Video capture is similarly fragmented. It requires the application to manage the capture hardware, and in the case of TV tuners, to know the format (DVB, ATSC, QAM, IPTV, etc) and manage the frequency tables and other tuning details. Commercial smart TV and set-top box OEMs also face a challenge when implementing video-on-demand (VOD) applications and playback engines for protected content streams like Blu-Ray in their products, because content-production companies demand isolating that code from GPL and LGPL modules.

UMMS is an attempt to solve all of these problems at once by constructing a consistent playback and capture API. It provides a D-Bus service, so it is both language-independent and capable of providing license isolation.

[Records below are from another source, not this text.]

//! "Use my location" pill button with a bubble fill on press.
//!
//! Pressing grows a solid circle from the touch point until it covers the
//! button while the label and icon fade to white; releasing plays the same
//! animation backwards from wherever it currently is.
//!
//! # Example
//! ```ignore
//! let mut button = BubbleButton::new();
//! button.layout(Constraints::loose(Size::new(390.0, 844.0)));
//!
//! button.event(&Event::PressIn { x: 40.0, y: 25.0 });
//! while button.advance(Instant::now()) {
//!     present(button.paint());
//! }
//! ```

mod icon;
mod styles;

pub use icon::{LOCATION_ARROW, VIEW_BOX as ICON_VIEW_BOX};
pub use styles::{ButtonStyles, StyleTables, PRESSED_LABEL};

use std::time::Instant;

use crate::animation::{AnimatedValue, Driver, PropertyKind, Transition};
use crate::config::ButtonConfig;
use crate::error::Result;
use crate::layout::{Constraints, Size};
use crate::renderer::{ClipRegion, DrawCommand, RenderNode, Shadow, TextAlign};
use crate::state::StateSlot;
use crate::widgets::{Color, Event, EventResponse, Point, Rect, Widget};

/// Where the button is in its press cycle.
#[derive(Debug, Clone, Copy, PartialEq, Eq)]
pub enum Phase {
    /// At rest, no fill
    Idle,
    /// Fill growing toward full coverage
    Expanding,
    /// Fully covered, held while pressed
    Expanded,
    /// Fill shrinking back to rest
    Collapsing,
}

pub struct BubbleButton {
    config: ButtonConfig,
    tables: StyleTables,
    /// Fill-circle scale progress
    wave: AnimatedValue<f32>,
    /// Label/icon color progress
    tint: AnimatedValue<f32>,
    wave_transition: Transition,
    tint_transition: Transition,
    /// Top-left of the unscaled circle, set on press-in
    touch_offset: StateSlot<Point>,
    /// Last size reported by a layout pass. Nothing reads it for styling yet.
    measured: StateSlot<Size>,
    pressed: bool,
    /// Button box in the parent, from the last layout pass
    frame: Rect,
}

impl BubbleButton {
    pub fn new() -> Self {
        Self::build(ButtonConfig::default())
    }

    pub fn with_config(config: ButtonConfig) -> Result<Self> {
        config.validate()?;
        Ok(Self::build(config))
    }

    fn build(config: ButtonConfig) -> Self {
        let base = Transition::new(config.duration_ms, config.timing.clone());
        // Scale only feeds a transform, so it may run on the native lane;
        // colors have to be written on the main lane.
        let wave_transition = base
            .clone()
            .driver(Driver::Native)
            .for_property(PropertyKind::Transform);
        let tint_transition = base
            .driver(Driver::Main)
            .for_property(PropertyKind::Color);

        let frame = Rect::new(
            config.margin_horizontal,
            config.margin_top,
            (config.screen_size.width - config.margin_horizontal * 2.0).max(0.0),
            config.button_height,
        );

        Self {
            tables: StyleTables::new(&config),
            wave: AnimatedValue::new(0.0),
            tint: AnimatedValue::new(0.0),
            wave_transition,
            tint_transition,
            touch_offset: StateSlot::new(Point::default()),
            measured: StateSlot::new(Size::zero()),
            pressed: false,
            frame,
            config,
        }
    }

    pub fn config(&self) -> &ButtonConfig {
        &self.config
    }

    /// Handle an input event as if it arrived at `now`.
    pub fn event_at(&mut self, event: &Event, now: Instant) -> EventResponse {
        match *event {
            Event::PressIn { x, y } => {
                let radius = self.config.circle_diameter / 2.0;
                self.touch_offset.set(Point::new(x - radius, y - radius));
                self.pressed = true;
                log::debug!("BubbleButton: press in at ({}, {})", x, y);
                self.animate(1.0, now);
            }
            Event::PressOut { x, y } => {
                self.pressed = false;
                log::debug!(
                    "BubbleButton: press out at ({}, {}), progress {:.3}",
                    x,
                    y,
                    self.progress()
                );
                self.animate(0.0, now);
            }
            Event::Layout { width, height } => {
                self.record_layout(Size::new(width, height));
            }
        }
        EventResponse::Handled
    }

    /// Retarget both values. In-flight tweens are preempted and continue
    /// from their current value.
    fn animate(&mut self, target: f32, now: Instant) {
        self.wave
            .animate_to(target, &self.wave_transition, now, Some(Box::new(|_| {})));
        self.tint
            .animate_to(target, &self.tint_transition, now, Some(Box::new(|_| {})));
    }

    fn record_layout(&mut self, size: Size) {
        if self.measured.set(size) {
            log::trace!("BubbleButton: measured {}x{}", size.width, size.height);
        }
    }

    /// Step both animations to `now`. Returns true while either is running.
    pub fn advance(&mut self, now: Instant) -> bool {
        let wave = self.wave.advance(now);
        let tint = self.tint.advance(now);
        if wave.is_changed() || tint.is_changed() {
            log::trace!(
                "BubbleButton: wave {:.3}, tint {:.3}",
                self.wave.value(),
                self.tint.value()
            );
        }
        self.is_animating()
    }

    pub fn is_animating(&self) -> bool {
        self.wave.is_animating() || self.tint.is_animating()
    }

    pub fn is_pressed(&self) -> bool {
        self.pressed
    }

    /// Fill-scale progress in `0..=1`
    pub fn progress(&self) -> f32 {
        *self.wave.value()
    }

    /// Color progress in `0..=1`
    pub fn tint_progress(&self) -> f32 {
        *self.tint.value()
    }

    /// Lanes of the running tweens, `(wave, tint)`
    pub fn drivers(&self) -> (Option<Driver>, Option<Driver>) {
        (self.wave.driver(), self.tint.driver())
    }

    pub fn phase(&self) -> Phase {
        let toward_full = *self.wave.target() >= 1.0;
        let at_rest = *self.wave.value() <= 0.0;
        match (self.wave.is_animating(), toward_full) {
            (true, true) => Phase::Expanding,
            // A release with nothing filled has nothing to collapse
            (true, false) if at_rest => Phase::Idle,
            (true, false) => Phase::Collapsing,
            (false, true) => Phase::Expanded,
            (false, false) => Phase::Idle,
        }
    }

    pub fn touch_offset(&self) -> Point {
        self.touch_offset.get()
    }

    pub fn measured_size(&self) -> Size {
        self.measured.get()
    }

    /// Number of times a layout pass changed the measured size
    pub fn measurement_version(&self) -> u64 {
        self.measured.version()
    }

    /// Button box from the last layout pass, in parent coordinates
    pub fn frame(&self) -> Rect {
        self.frame
    }

    pub fn styles(&self) -> ButtonStyles {
        self.tables.resolve(
            self.touch_offset.get(),
            *self.wave.value(),
            *self.tint.value(),
        )
    }

    fn label_rect(&self) -> Rect {
        let inset = self.config.padding_horizontal + self.config.theme.gutter * 2.0 + 20.0;
        Rect::new(
            inset,
            0.0,
            (self.frame.width - inset * 2.0).max(0.0),
            self.frame.height,
        )
    }

    fn icon_rect(&self) -> Rect {
        let size = self.config.icon_size;
        Rect::new(
            self.frame.width - self.config.theme.gutter * 2.0 - size,
            (self.frame.height - size) / 2.0,
            size,
            size,
        )
    }
}

impl Default for BubbleButton {
    fn default() -> Self {
        Self::new()
    }
}

impl Widget for BubbleButton {
    fn advance_animations(&mut self, now: Instant) -> bool {
        self.advance(now)
    }

    /// The button fills the available width minus its horizontal margins and
    /// sits `margin_top` below the top edge.
    fn layout(&mut self, constraints: Constraints) -> Size {
        let config = &self.config;
        let outer = constraints.constrain(Size::new(
            constraints.max_width,
            config.margin_top + config.button_height,
        ));

        self.frame = Rect::new(
            config.margin_horizontal,
            config.margin_top,
            (outer.width - config.margin_horizontal * 2.0).max(0.0),
            config.button_height,
        );
        self.record_layout(self.frame.size());
        outer
    }

    fn paint(&self) -> RenderNode {
        let styles = self.styles();
        let theme = &self.config.theme;
        let bounds = Rect::from_size(self.frame.size());
        let radius = self.config.corner_radius;
        let diameter = self.config.circle_diameter;

        let fill = RenderNode::with_bounds("fill", Rect::new(0.0, 0.0, diameter, diameter))
            .transform(styles.fill_transform)
            .command(DrawCommand::circle(
                (diameter / 2.0, diameter / 2.0),
                diameter / 2.0,
                theme.brand,
            ));

        let label_rect = self.label_rect();
        let label = RenderNode::with_bounds("label", label_rect).command(DrawCommand::Text {
            text: self.config.label.clone(),
            rect: Rect::from_size(label_rect.size()),
            color: styles.label_color,
            font_size: self.config.font_size,
            align: TextAlign::Center,
        });

        let icon_rect = self.icon_rect();
        let icon = RenderNode::with_bounds("icon", icon_rect).command(DrawCommand::Icon {
            path: LOCATION_ARROW,
            view_box: ICON_VIEW_BOX,
            rect: Rect::from_size(icon_rect.size()),
            color: styles.icon_color,
        });

        // Overflow is hidden on the surface only, so the shadow stays visible
        let surface = RenderNode::with_bounds("surface", bounds)
            .clip(ClipRegion {
                rect: bounds,
                corner_radius: radius,
            })
            .child(fill)
            .child(label)
            .child(icon);

        RenderNode::with_bounds("bubble-button", self.frame)
            .command(DrawCommand::RoundedRect {
                rect: bounds,
                color: Color::WHITE,
                radius,
                shadow: Some(Shadow::new((0.0, 0.0), 3.0, theme.shadow)),
            })
            .child(surface)
    }

    fn event(&mut self, event: &Event) -> EventResponse {
        self.event_at(event, Instant::now())
    }
}
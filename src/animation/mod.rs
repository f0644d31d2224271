mod animatable;
mod interpolate;
mod timing;
mod value;

pub use animatable::Animatable;
pub use interpolate::{Extrapolate, Interpolation};
pub use timing::TimingFunction;
pub use value::{AdvanceResult, AnimatedValue, CompletionCallback};

/// Which lane a tween runs on.
///
/// Transform-only properties may be updated off the synchronous render path;
/// anything else (colors, layout) has to be written on the main lane. Both
/// lanes are served by the same frame clock here, the flag records intent and
/// is checked against the property a value drives.
#[derive(Clone, Copy, Debug, PartialEq, Eq, Default)]
pub enum Driver {
    /// May run outside the render path (transforms and opacity only)
    Native,
    /// Runs on the render path
    #[default]
    Main,
}

/// Kind of style property an animated value feeds.
#[derive(Clone, Copy, Debug, PartialEq, Eq)]
pub enum PropertyKind {
    Transform,
    Color,
}

impl Driver {
    /// Whether this lane is allowed to drive the given property
    pub fn supports(self, kind: PropertyKind) -> bool {
        match self {
            Driver::Native => kind == PropertyKind::Transform,
            Driver::Main => true,
        }
    }
}

/// Configuration for how a value should animate toward a new target
#[derive(Clone, Debug)]
pub struct Transition {
    /// Duration of the animation in milliseconds
    pub duration_ms: f32,
    /// Timing function controlling the animation curve
    pub timing: TimingFunction,
    /// Delay before animation starts in milliseconds
    pub delay_ms: f32,
    /// Execution lane
    pub driver: Driver,
}

impl Transition {
    /// Create a new transition with the given duration and timing function
    pub fn new(duration_ms: f32, timing: TimingFunction) -> Self {
        Self {
            duration_ms,
            timing,
            delay_ms: 0.0,
            driver: Driver::Main,
        }
    }

    /// Set the delay before the animation starts
    pub fn delay(mut self, delay_ms: f32) -> Self {
        self.delay_ms = delay_ms;
        self
    }

    /// Set the duration of the animation
    pub fn duration(mut self, duration_ms: f32) -> Self {
        self.duration_ms = duration_ms;
        self
    }

    /// Set the timing function
    pub fn timing(mut self, timing: TimingFunction) -> Self {
        self.timing = timing;
        self
    }

    /// Set the execution lane
    pub fn driver(mut self, driver: Driver) -> Self {
        self.driver = driver;
        self
    }

    /// Resolve the lane for a value driving `kind`, demoting to the main lane
    /// when the requested one can't write that property.
    pub fn for_property(mut self, kind: PropertyKind) -> Self {
        if !self.driver.supports(kind) {
            log::warn!(
                "{:?} driver cannot animate {:?} properties, falling back to main lane",
                self.driver,
                kind
            );
            self.driver = Driver::Main;
        }
        self
    }
}

impl Default for Transition {
    fn default() -> Self {
        Self::new(500.0, TimingFunction::standard())
    }
}
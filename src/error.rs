use thiserror::Error;

/// Errors surfaced by configuration, interpolation tables and the rasterizer.
///
/// The button itself never fails once constructed; these only come from
/// building it with a custom [`ButtonConfig`](crate::ButtonConfig) or from
/// rendering a frame on the CPU.
#[derive(Error, Debug)]
pub enum Error {
    #[error("invalid button configuration: {0}")]
    InvalidConfig(String),
    #[error("invalid interpolation table: {0}")]
    InvalidInterpolation(String),
    #[error("rasterization failed: {0}")]
    Raster(String),
    #[error("failed to parse icon: {0}")]
    Icon(String),
}

pub type Result<T> = std::result::Result<T, Error>;
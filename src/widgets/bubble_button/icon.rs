//! Location-arrow glyph shown at the trailing edge of the button.

/// Side of the square view box [`LOCATION_ARROW`] is authored in
pub const VIEW_BOX: f32 = 1024.0;

pub const LOCATION_ARROW: &str = "M840.028 106.275l-760.474 253.492c-8.756 2.919-15.956 9.258-19.96 17.574-8.178 16.985-1.038 37.384 15.947 45.562l331.45 159.589 159.588 331.448c4.004 8.315 11.203 14.653 19.958 17.577 17.884 5.96 37.217-3.707 43.177-21.591l253.491-760.476c2.335-7.007 2.335-14.581 0-21.588-5.96-17.884-25.293-27.549-43.177-21.587zM769.869 219.611l-298.949 298.953-244.596-117.771 543.545-181.182z";
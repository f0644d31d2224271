use std::path::Path;

use image::{Rgba, RgbaImage};
use image_compare::Algorithm;

use crate::{Result, VisualTestError};

/// Result of comparing two images
pub struct CompareResult {
    /// Similarity score from 0.0 to 1.0
    pub similarity: f64,
}

/// Compare two frames using SSIM
pub fn compare_images(expected: &RgbaImage, captured: &RgbaImage) -> Result<CompareResult> {
    if expected.dimensions() != captured.dimensions() {
        return Err(VisualTestError::Compare(format!(
            "Image dimensions don't match: expected {:?} vs captured {:?}",
            expected.dimensions(),
            captured.dimensions()
        )));
    }

    // SSIM works on RGB; frames are fully opaque anyway
    let expected_rgb = image::DynamicImage::ImageRgba8(expected.clone()).to_rgb8();
    let captured_rgb = image::DynamicImage::ImageRgba8(captured.clone()).to_rgb8();

    let result = image_compare::rgb_similarity_structure(
        &Algorithm::MSSIMSimple,
        &expected_rgb,
        &captured_rgb,
    )
    .map_err(|e| VisualTestError::Compare(format!("SSIM comparison failed: {}", e)))?;

    Ok(CompareResult {
        similarity: result.score,
    })
}

/// Write an image highlighting differences between two frames
pub fn generate_diff_image(expected: &RgbaImage, captured: &RgbaImage, output: &Path) -> Result<()> {
    let (width, height) = expected.dimensions();
    let diff_img = RgbaImage::from_fn(width, height, |x, y| {
        let expected_pixel = expected.get_pixel(x, y);
        let captured_pixel = captured.get_pixel(x, y);
        let diff = pixel_difference(expected_pixel, captured_pixel);

        if diff > 10 {
            // Highlight differences in red
            let intensity = (diff as f32 / 255.0 * 200.0 + 55.0) as u8;
            Rgba([intensity, 0, 0, 255])
        } else {
            // Dim everything that matches
            Rgba([
                captured_pixel[0] / 3,
                captured_pixel[1] / 3,
                captured_pixel[2] / 3,
                255,
            ])
        }
    });

    diff_img.save(output)?;
    Ok(())
}

/// Calculate the maximum channel difference between two pixels
fn pixel_difference(a: &Rgba<u8>, b: &Rgba<u8>) -> u8 {
    let dr = a[0].abs_diff(b[0]);
    let dg = a[1].abs_diff(b[1]);
    let db = a[2].abs_diff(b[2]);
    dr.max(dg).max(db)
}
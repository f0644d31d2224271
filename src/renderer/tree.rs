//! Render tree data structures and flattening.

use crate::transform::Transform;
use crate::widgets::Rect;

use super::commands::DrawCommand;

/// Clip region for a render node (in local coordinates).
///
/// When set on a node, this clips the node's commands and all its children
/// to the given rectangle with optional rounded corners.
#[derive(Debug, Clone, Copy, PartialEq)]
pub struct ClipRegion {
    /// The clip rectangle in local coordinates (0,0 = node origin).
    pub rect: Rect,
    /// Corner radius for rounded clipping.
    pub corner_radius: f32,
}

/// Identifier for a render node, stable across frames.
pub type NodeId = &'static str;

/// A node in the render tree representing one view's visual output.
///
/// The node sits at `bounds.x, bounds.y` inside its parent; `local_transform`
/// is applied after that offset, in the node's own coordinates.
#[derive(Debug, Clone, PartialEq)]
pub struct RenderNode {
    pub id: NodeId,

    /// Position and size inside the parent
    pub bounds: Rect,

    /// Transform relative to the node origin (identity by default)
    pub local_transform: Transform,

    /// Clip applied to this node's commands and its children
    pub clip: Option<ClipRegion>,

    /// Draw commands in local coordinates
    pub commands: Vec<DrawCommand>,

    /// Child nodes, painted in order after this node's commands
    pub children: Vec<RenderNode>,
}

impl RenderNode {
    /// Create a new render node with bounds.
    pub fn with_bounds(id: NodeId, bounds: Rect) -> Self {
        Self {
            id,
            bounds,
            local_transform: Transform::IDENTITY,
            clip: None,
            commands: Vec::new(),
            children: Vec::new(),
        }
    }

    pub fn transform(mut self, transform: Transform) -> Self {
        self.local_transform = transform;
        self
    }

    pub fn clip(mut self, clip: ClipRegion) -> Self {
        self.clip = Some(clip);
        self
    }

    pub fn command(mut self, command: DrawCommand) -> Self {
        self.commands.push(command);
        self
    }

    pub fn child(mut self, child: RenderNode) -> Self {
        self.children.push(child);
        self
    }

    /// Depth-first search for a node by id
    pub fn find(&self, id: NodeId) -> Option<&RenderNode> {
        if self.id == id {
            return Some(self);
        }
        self.children.iter().find_map(|child| child.find(id))
    }

    /// Flatten the tree into paint order with world transforms.
    pub fn flatten(&self) -> Vec<FlattenedCommand<'_>> {
        let mut out = Vec::new();
        flatten_node(self, Transform::IDENTITY, None, &mut out);
        out
    }
}

/// Clip region together with the world transform of the node that owns it.
#[derive(Debug, Clone, Copy, PartialEq)]
pub struct WorldClip {
    pub region: ClipRegion,
    pub transform: Transform,
}

/// A draw command with its computed world transform.
#[derive(Debug, Clone)]
pub struct FlattenedCommand<'a> {
    pub command: &'a DrawCommand,
    /// World transform (composed from all ancestors)
    pub world_transform: Transform,
    /// Nearest clipping ancestor (or the node itself)
    pub clip: Option<WorldClip>,
}

fn flatten_node<'a>(
    node: &'a RenderNode,
    parent_world_transform: Transform,
    parent_clip: Option<WorldClip>,
    out: &mut Vec<FlattenedCommand<'a>>,
) {
    let world_transform = parent_world_transform
        .then(&Transform::translate(node.bounds.x, node.bounds.y))
        .then(&node.local_transform);

    let clip = match node.clip {
        Some(region) => Some(WorldClip {
            region,
            transform: world_transform,
        }),
        None => parent_clip,
    };

    out.extend(node.commands.iter().map(|command| FlattenedCommand {
        command,
        world_transform,
        clip,
    }));

    for child in &node.children {
        flatten_node(child, world_transform, clip, out);
    }
}
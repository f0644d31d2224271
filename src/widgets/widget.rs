use std::time::Instant;

use crate::layout::{Constraints, Size};
use crate::renderer::RenderNode;

#[derive(Debug, Clone, Copy, PartialEq)]
pub struct Color {
    pub r: f32,
    pub g: f32,
    pub b: f32,
    pub a: f32,
}

impl Color {
    pub const fn rgb(r: f32, g: f32, b: f32) -> Self {
        Self { r, g, b, a: 1.0 }
    }

    pub const fn rgba(r: f32, g: f32, b: f32, a: f32) -> Self {
        Self { r, g, b, a }
    }

    pub const fn from_hex(hex: u32) -> Self {
        Self {
            r: ((hex >> 16) & 0xFF) as f32 / 255.0,
            g: ((hex >> 8) & 0xFF) as f32 / 255.0,
            b: (hex & 0xFF) as f32 / 255.0,
            a: 1.0,
        }
    }

    /// 8-bit channels with a float alpha, the way CSS `rgba()` spells them.
    pub fn from_rgba8(r: u8, g: u8, b: u8, a: f32) -> Self {
        Self {
            r: r as f32 / 255.0,
            g: g as f32 / 255.0,
            b: b as f32 / 255.0,
            a,
        }
    }

    pub fn to_rgba8(&self) -> [u8; 4] {
        let quantize = |c: f32| (c.clamp(0.0, 1.0) * 255.0).round() as u8;
        [
            quantize(self.r),
            quantize(self.g),
            quantize(self.b),
            quantize(self.a),
        ]
    }

    /// `#rrggbb`, dropping alpha
    pub fn to_hex_string(&self) -> String {
        let [r, g, b, _] = self.to_rgba8();
        format!("#{:02x}{:02x}{:02x}", r, g, b)
    }

    pub const WHITE: Color = Color::rgb(1.0, 1.0, 1.0);
    pub const BLACK: Color = Color::rgb(0.0, 0.0, 0.0);
    pub const TRANSPARENT: Color = Color::rgba(0.0, 0.0, 0.0, 0.0);
}

impl Default for Color {
    fn default() -> Self {
        Self::TRANSPARENT
    }
}

#[derive(Debug, Clone, Copy, PartialEq, Default)]
pub struct Point {
    pub x: f32,
    pub y: f32,
}

impl Point {
    pub const fn new(x: f32, y: f32) -> Self {
        Self { x, y }
    }
}

#[derive(Debug, Clone, Copy, PartialEq, Default)]
pub struct Rect {
    pub x: f32,
    pub y: f32,
    pub width: f32,
    pub height: f32,
}

impl Rect {
    pub fn new(x: f32, y: f32, width: f32, height: f32) -> Self {
        Self {
            x,
            y,
            width,
            height,
        }
    }

    pub fn from_size(size: Size) -> Self {
        Self::new(0.0, 0.0, size.width, size.height)
    }

    pub fn size(&self) -> Size {
        Size::new(self.width, self.height)
    }
}

/// Input delivered to a widget by the host.
///
/// Press coordinates are local to the receiving widget.
#[derive(Debug, Clone, Copy, PartialEq)]
pub enum Event {
    /// A touch or pointer went down on the widget
    PressIn { x: f32, y: f32 },
    /// The touch was released or cancelled
    PressOut { x: f32, y: f32 },
    /// The host measured the widget's box
    Layout { width: f32, height: f32 },
}

impl Event {
    /// Get the coordinates from this event, if any
    pub fn coords(&self) -> Option<(f32, f32)> {
        match self {
            Event::PressIn { x, y } | Event::PressOut { x, y } => Some((*x, *y)),
            Event::Layout { .. } => None,
        }
    }
}

#[derive(Debug, Clone, Copy, PartialEq, Eq)]
pub enum EventResponse {
    Ignored,
    Handled,
}

pub trait Widget {
    /// Advance animations to the host's frame time.
    /// Returns true if any animations are still active and need another frame.
    /// Called once per frame before paint.
    fn advance_animations(&mut self, now: Instant) -> bool {
        let _ = now;
        false
    }

    fn layout(&mut self, constraints: Constraints) -> Size;
    fn paint(&self) -> RenderNode;
    fn event(&mut self, event: &Event) -> EventResponse {
        let _ = event;
        EventResponse::Ignored
    }
}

There are playback, recording, and time-shifting functions, as well as methods to query media properties. Applications can access media by URI, without regard to whether the source is local or remote, whether it uses a protected VOD playback engine or GPLed media framework, or the output format used — including the availability of hardware acceleration for the file in question. The latter capability is intended to future-proof UMMS so that it can provide applications with transparent access to new advances in video processing; Van Cutsem cited processing video as OpenGL textures as one example.

Initial API

The project is currently hosted in the MeeGo build service, but Van Cutsem said it will be migrating to Gitorious soon. Unfortunately online resources for the work are still on the scarce side at the moment — there is a draft version of the requirements document on the MeeGo wiki, but the best documentation of the API itself is contained inside the spec/ directory of the source repository.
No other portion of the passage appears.